夢だ。すぐに分かった。子供の頃、ゲーム機を買ってと親にねだった時の記憶だ。周りの子がみんな持ってるのに、俺だけ持ってなくて、どうしても欲しくて。でも、手に入らなかったあのゲーム機。妹には買ってあげたあのゲーム機。
(お兄ちゃんでしょ、我慢しなさい)
(お兄ちゃんこれ頂戴!)
(アイス、イチゴがいいの!!)
(お兄ちゃん、バニラでいいよね?)
今もずっと、あの時のまま、与えられなくて、不足しているのに。ずっと、誰かに与え続けている。
(男なんだから、奢ってくれてもいいのにね?)
(仕方ないでしょ、あの人、給料は私より安いし、お金持ってないもん。頑張ってくれてたけど、将来も考えられないし限界かなぁ…)

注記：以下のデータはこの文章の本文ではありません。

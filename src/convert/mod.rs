//! Conversion orchestration.
//!
//! Walks the scene twice. The rigid pass emits nested transforms and
//! static meshes at their original hierarchy positions. The skinned pass
//! re-anchors skinned meshes under their skeleton root (glTF skinned
//! meshes ignore their own node transforms; USD applies them), emitting
//! one skeleton and animation per used skin.

use std::collections::HashMap;
use std::path::Path;
use std::sync::Arc;

use glam::{DMat4, Mat4, Quat, Vec3};

/// Material and texture emission.
pub mod materializer;
/// Conversion options.
pub mod settings;
/// The USD stage-writing surface.
pub mod stage;

pub use materializer::{ImageCodec, Materializer};
pub use settings::ConvertSettings;
pub use stage::{PrimType, Stage, Value};

use crate::animation::{
    self, anim_info, generate_skin_keys, load_node_animations, prune_animation_keys,
    JointKeyStream, NodeInfo, Pass, QuatMetric, ScaleMetric, SeparateStream, TranslationMetric,
};
use crate::cache::AccessorCache;
use crate::euler::convert_rotation_keys;
use crate::import::Source;
use crate::json;
use crate::json::validation::Checked;
use crate::math;
use crate::mesh::{self, DracoDecoder, MeshInfo, PrimInfo};
use crate::message::{Logger, Message, OnceLogger, Severity};
use crate::scene;
use crate::scheduler::Scheduler;
use crate::skin::{self, SkinData, SkinInfo, SkinSrc, UNUSED_JOINT};
use crate::validate;

const RAD_TO_DEG: f32 = 180.0 / std::f32::consts::PI;

/// Everything a single conversion job needs.
pub struct Converter<'a> {
    root: &'a json::Root,
    settings: &'a ConvertSettings,
    logger: &'a dyn Logger,
    cache: &'a AccessorCache<'a>,
    node_parents: Vec<Option<usize>>,
    scene_nodes: Vec<usize>,
    mesh_infos: Vec<MeshInfo>,
    node_infos: Vec<NodeInfo>,
    anim: animation::AnimInfo,
    skin_infos: Vec<SkinInfo>,
    skin_srcs: Vec<SkinSrc>,
    prim_names: HashMap<String, usize>,
}

/// Converts one asset onto a stage.
///
/// `codec` and `draco` are the external collaborators; both are optional
/// and their absence only degrades the features that need them.
#[allow(clippy::too_many_arguments)]
pub fn convert(
    root: &json::Root,
    source: &dyn Source,
    settings: &ConvertSettings,
    stage: &mut dyn Stage,
    logger: &dyn Logger,
    codec: Option<Arc<dyn ImageCodec>>,
    draco: Option<&dyn DracoDecoder>,
    texture_dir: &Path,
) -> Result<(), crate::Error> {
    let start_time = std::time::Instant::now();

    let errors = validate::validate_all(root, source, logger);
    if errors != 0 {
        return Err(crate::Error::Validation(errors));
    }
    validate::check_extension_usage(root, &settings.ignored_extension_prefixes, logger);
    validate::report_extras(root, logger);

    let cache = AccessorCache::new(root, source);
    let mut converter = Converter::new(root, settings, logger, &cache, draco);

    let mut scheduler = Scheduler::new();
    if settings.job_count != 0 {
        scheduler.start(settings.job_count);
    }

    let root_path = format!("/{}", materializer::sanitize_prim_name(&settings.root_name));
    let mut mats = Materializer::new(root, settings, codec, &root_path);
    mats.plan_image_sizes(&cache);

    converter.emit(stage, &mut mats, &scheduler, &root_path);

    mats.finish(&scheduler, source, texture_dir, logger);
    scheduler.stop();

    if settings.print_timing {
        logger.add(Message::new(
            "TIMING",
            Severity::Info,
            format!("conversion took {:.3}s", start_time.elapsed().as_secs_f64()),
        ));
    }

    if logger.error_count() != 0 {
        return Err(crate::Error::Conversion);
    }
    Ok(())
}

もう、これ以上。与えられなくて、苦しくて、息もできなくて、体から大切な血とか肉とかそれらが全部吐き出すんじゃないかって程の痛みで目がさめた。
「ッッッゲッホッエッ、……ハァハァ」
咳は止まらない。吐き出すほどの自らへの嫌悪、物乞いの目から受けるストレス、期待という重圧、気持ち悪い。自分の中の全てを吐き出して、もう楽になりたい。涙が溢れる。それは咳のせいなのか、本当に泣いてるのか。自分でもわからなくて………
半年経った今でも、あの時の咳は長引いて、僕を苦しめている。